+++ Supplied data

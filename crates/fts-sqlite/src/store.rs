//! Version records in a plain SQLite table.

use async_trait::async_trait;
use chrono::{DateTime, Utc};
use fts_lifecycle::{LifecycleError, VersionStore, VERSION_TABLE};
use fts_types::{IndexStatus, VersionRecord};
use sqlx::{Row, SqlitePool};

/// [`VersionStore`] backed by the same SQLite database as the index.
#[derive(Debug, Clone)]
pub struct SqliteVersionStore {
    pool: SqlitePool,
}

impl SqliteVersionStore {
    pub fn new(pool: SqlitePool) -> Self {
        Self { pool }
    }
}

fn store_err(e: sqlx::Error) -> LifecycleError {
    LifecycleError::VersionStore(e.to_string())
}

#[async_trait]
impl VersionStore for SqliteVersionStore {
    async fn migrate(&self) -> Result<(), LifecycleError> {
        sqlx::query(&format!(
            "CREATE TABLE IF NOT EXISTS {VERSION_TABLE} (\
             key TEXT PRIMARY KEY, \
             version INTEGER NOT NULL, \
             status TEXT NOT NULL, \
             message TEXT NOT NULL DEFAULT '', \
             updated_at TEXT NOT NULL)"
        ))
        .persistent(false)
        .execute(&self.pool)
        .await
        .map_err(store_err)?;
        Ok(())
    }

    async fn get(&self, key: &str) -> Result<VersionRecord, LifecycleError> {
        let row = sqlx::query(&format!(
            "SELECT version, status, message, updated_at FROM {VERSION_TABLE} WHERE key = ?"
        ))
        .bind(key)
        .fetch_optional(&self.pool)
        .await
        .map_err(store_err)?;

        let Some(row) = row else {
            return Ok(VersionRecord::unknown(key));
        };

        let status: String = row.try_get("status").map_err(store_err)?;
        let updated_at: DateTime<Utc> = row.try_get("updated_at").map_err(store_err)?;
        Ok(VersionRecord {
            key: key.to_string(),
            version: row.try_get("version").map_err(store_err)?,
            status: IndexStatus::parse(&status),
            message: row.try_get("message").map_err(store_err)?,
            updated_at,
        })
    }

    async fn upsert(&self, record: &VersionRecord) -> Result<(), LifecycleError> {
        sqlx::query(&format!(
            "INSERT INTO {VERSION_TABLE} (key, version, status, message, updated_at) \
             VALUES (?, ?, ?, ?, ?) \
             ON CONFLICT(key) DO UPDATE SET \
             version = excluded.version, \
             status = excluded.status, \
             message = excluded.message, \
             updated_at = excluded.updated_at"
        ))
        .bind(&record.key)
        .bind(record.version)
        .bind(record.status.as_str())
        .bind(&record.message)
        .bind(record.updated_at)
        .execute(&self.pool)
        .await
        .map_err(store_err)?;
        Ok(())
    }
}

#[cfg(test)]
mod tests {
    use super::*;
    use sqlx::sqlite::SqlitePoolOptions;

    async fn store() -> (tempfile::TempDir, SqliteVersionStore) {
        let dir = tempfile::tempdir().unwrap();
        let url = format!("sqlite://{}?mode=rwc", dir.path().join("v.db").display());
        let pool = SqlitePoolOptions::new().connect(&url).await.unwrap();
        let store = SqliteVersionStore::new(pool);
        store.migrate().await.unwrap();
        (dir, store)
    }

    #[tokio::test]
    async fn test_migrate_is_idempotent() {
        let (_dir, store) = store().await;
        store.migrate().await.unwrap();
        store.migrate().await.unwrap();
    }

    #[tokio::test]
    async fn test_missing_key_is_unknown() {
        let (_dir, store) = store().await;
        let record = store.get("messages_fts").await.unwrap();
        assert_eq!(record.status, IndexStatus::Unknown);
        assert_eq!(record.version, 0);
        assert_eq!(record.message, "");
    }

    #[tokio::test]
    async fn test_upsert_replaces_row() {
        let (_dir, store) = store().await;
        store
            .upsert(&VersionRecord::building("messages_fts"))
            .await
            .unwrap();
        let ready = VersionRecord::ready("messages_fts", 1, "rebuilt in 40ms");
        store.upsert(&ready).await.unwrap();

        let record = store.get("messages_fts").await.unwrap();
        assert_eq!(record.status, IndexStatus::Ready);
        assert_eq!(record.version, 1);
        assert_eq!(record.message, "rebuilt in 40ms");
        assert_eq!(record.updated_at, ready.updated_at);

        let rows: i64 = sqlx::query_scalar("SELECT COUNT(*) FROM fts_index_versions")
            .fetch_one(&store.pool)
            .await
            .unwrap();
        assert_eq!(rows, 1);
    }

    #[tokio::test]
    async fn test_unrecognized_status_reads_as_unknown() {
        let (_dir, store) = store().await;
        sqlx::query(
            "INSERT INTO fts_index_versions (key, version, status, message, updated_at) \
             VALUES ('messages_fts', 1, 'paused', '', '2024-01-01T00:00:00Z')",
        )
        .execute(&store.pool)
        .await
        .unwrap();

        let record = store.get("messages_fts").await.unwrap();
        assert_eq!(record.status, IndexStatus::Unknown);
        assert!(!record.is_current(1));
    }

    #[tokio::test]
    async fn test_get_without_table_is_error() {
        let dir = tempfile::tempdir().unwrap();
        let url = format!("sqlite://{}?mode=rwc", dir.path().join("v.db").display());
        let pool = SqlitePoolOptions::new().connect(&url).await.unwrap();
        let store = SqliteVersionStore::new(pool);

        let result = store.get("messages_fts").await;
        assert!(matches!(result, Err(LifecycleError::VersionStore(_))));
    }
}
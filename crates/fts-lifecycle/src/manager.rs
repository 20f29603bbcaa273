//! Lifecycle orchestrator shared by every backend.
//!
//! [`IndexManager::ensure`] runs once per process after the primary-table
//! migrations. It decides inline whether the derived index can be trusted,
//! and otherwise hands the rebuild to a background task so startup never
//! waits on a backfill.
//!
//! ```ignore
//! let manager = IndexManager::new(driver, store, ManagerConfig::default());
//! manager.ensure().await?;          // fatal only if the version table can't be created
//!
//! if manager.is_ready() {
//!     // indexed search
//! } else {
//!     // fallback scan
//! }
//! ```

use std::fmt;
use std::sync::Arc;
use std::time::{Duration, Instant};

use fts_types::{LifecycleSettings, VersionRecord};
use tokio::sync::watch;
use tokio::task::{JoinError, JoinHandle};
use tokio_util::sync::CancellationToken;
use tracing::{debug, error, info, warn};

use crate::driver::IndexDriver;
use crate::error::LifecycleError;
use crate::guard::FlightGuard;
use crate::rebuild::{
    success_message, IndexHealth, RebuildOutcome, RebuildPhase, RebuildReport, RebuildStats,
};
use crate::state::LifecycleState;
use crate::store::VersionStore;

/// Orchestrator tuning.
#[derive(Debug, Clone, Default, PartialEq, Eq)]
pub struct ManagerConfig {
    /// Abort a rebuild that runs longer than this. `None` never times out.
    pub rebuild_timeout: Option<Duration>,
}

impl From<&LifecycleSettings> for ManagerConfig {
    fn from(settings: &LifecycleSettings) -> Self {
        Self {
            rebuild_timeout: settings.rebuild_timeout_secs.map(Duration::from_secs),
        }
    }
}

/// What [`IndexManager::ensure`] decided.
#[derive(Debug, Clone, Copy, PartialEq, Eq)]
pub enum EnsureOutcome {
    /// `ensure` already ran for this manager; nothing was checked
    AlreadyInitialized,
    /// Record and schema are current; the index is serving
    Ready,
    /// A background rebuild was launched
    RebuildStarted,
    /// A rebuild was needed but one is already running
    RebuildInProgress,
}

struct Inner<D, S> {
    driver: D,
    store: S,
    state: LifecycleState,
    config: ManagerConfig,
    shutdown: CancellationToken,
    phase: watch::Sender<RebuildPhase>,
}

/// Lifecycle manager for one backend's derived index.
///
/// Cloning is cheap; clones share the same flags and completion channel.
pub struct IndexManager<D, S> {
    inner: Arc<Inner<D, S>>,
}

impl<D, S> Clone for IndexManager<D, S> {
    fn clone(&self) -> Self {
        Self {
            inner: self.inner.clone(),
        }
    }
}

impl<D, S> fmt::Debug for IndexManager<D, S> {
    fn fmt(&self, f: &mut fmt::Formatter<'_>) -> fmt::Result {
        f.debug_struct("IndexManager")
            .field("state", &self.inner.state)
            .field("config", &self.inner.config)
            .finish_non_exhaustive()
    }
}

++++++

Take the lines above from the one containing "#[derive(Debug, Clone)]" to the one containing "ON CONFLICT(key) DO UPDATE SET \" and retype them exactly, both ends included, with nothing added.

#[derive(Debug, Clone)]
pub struct SqliteVersionStore {
    pool: SqlitePool,
}

impl SqliteVersionStore {
    pub fn new(pool: SqlitePool) -> Self {
        Self { pool }
    }
}

fn store_err(e: sqlx::Error) -> LifecycleError {
    LifecycleError::VersionStore(e.to_string())
}

#[async_trait]
impl VersionStore for SqliteVersionStore {
    async fn migrate(&self) -> Result<(), LifecycleError> {
        sqlx::query(&format!(
            "CREATE TABLE IF NOT EXISTS {VERSION_TABLE} (\
             key TEXT PRIMARY KEY, \
             version INTEGER NOT NULL, \
             status TEXT NOT NULL, \
             message TEXT NOT NULL DEFAULT '', \
             updated_at TEXT NOT NULL)"
        ))
        .persistent(false)
        .execute(&self.pool)
        .await
        .map_err(store_err)?;
        Ok(())
    }

    async fn get(&self, key: &str) -> Result<VersionRecord, LifecycleError> {
        let row = sqlx::query(&format!(
            "SELECT version, status, message, updated_at FROM {VERSION_TABLE} WHERE key = ?"
        ))
        .bind(key)
        .fetch_optional(&self.pool)
        .await
        .map_err(store_err)?;

        let Some(row) = row else {
            return Ok(VersionRecord::unknown(key));
        };

        let status: String = row.try_get("status").map_err(store_err)?;
        let updated_at: DateTime<Utc> = row.try_get("updated_at").map_err(store_err)?;
        Ok(VersionRecord {
            key: key.to_string(),
            version: row.try_get("version").map_err(store_err)?,
            status: IndexStatus::parse(&status),
            message: row.try_get("message").map_err(store_err)?,
            updated_at,
        })
    }

    async fn upsert(&self, record: &VersionRecord) -> Result<(), LifecycleError> {
        sqlx::query(&format!(
            "INSERT INTO {VERSION_TABLE} (key, version, status, message, updated_at) \
             VALUES (?, ?, ?, ?, ?) \
             ON CONFLICT(key) DO UPDATE SET \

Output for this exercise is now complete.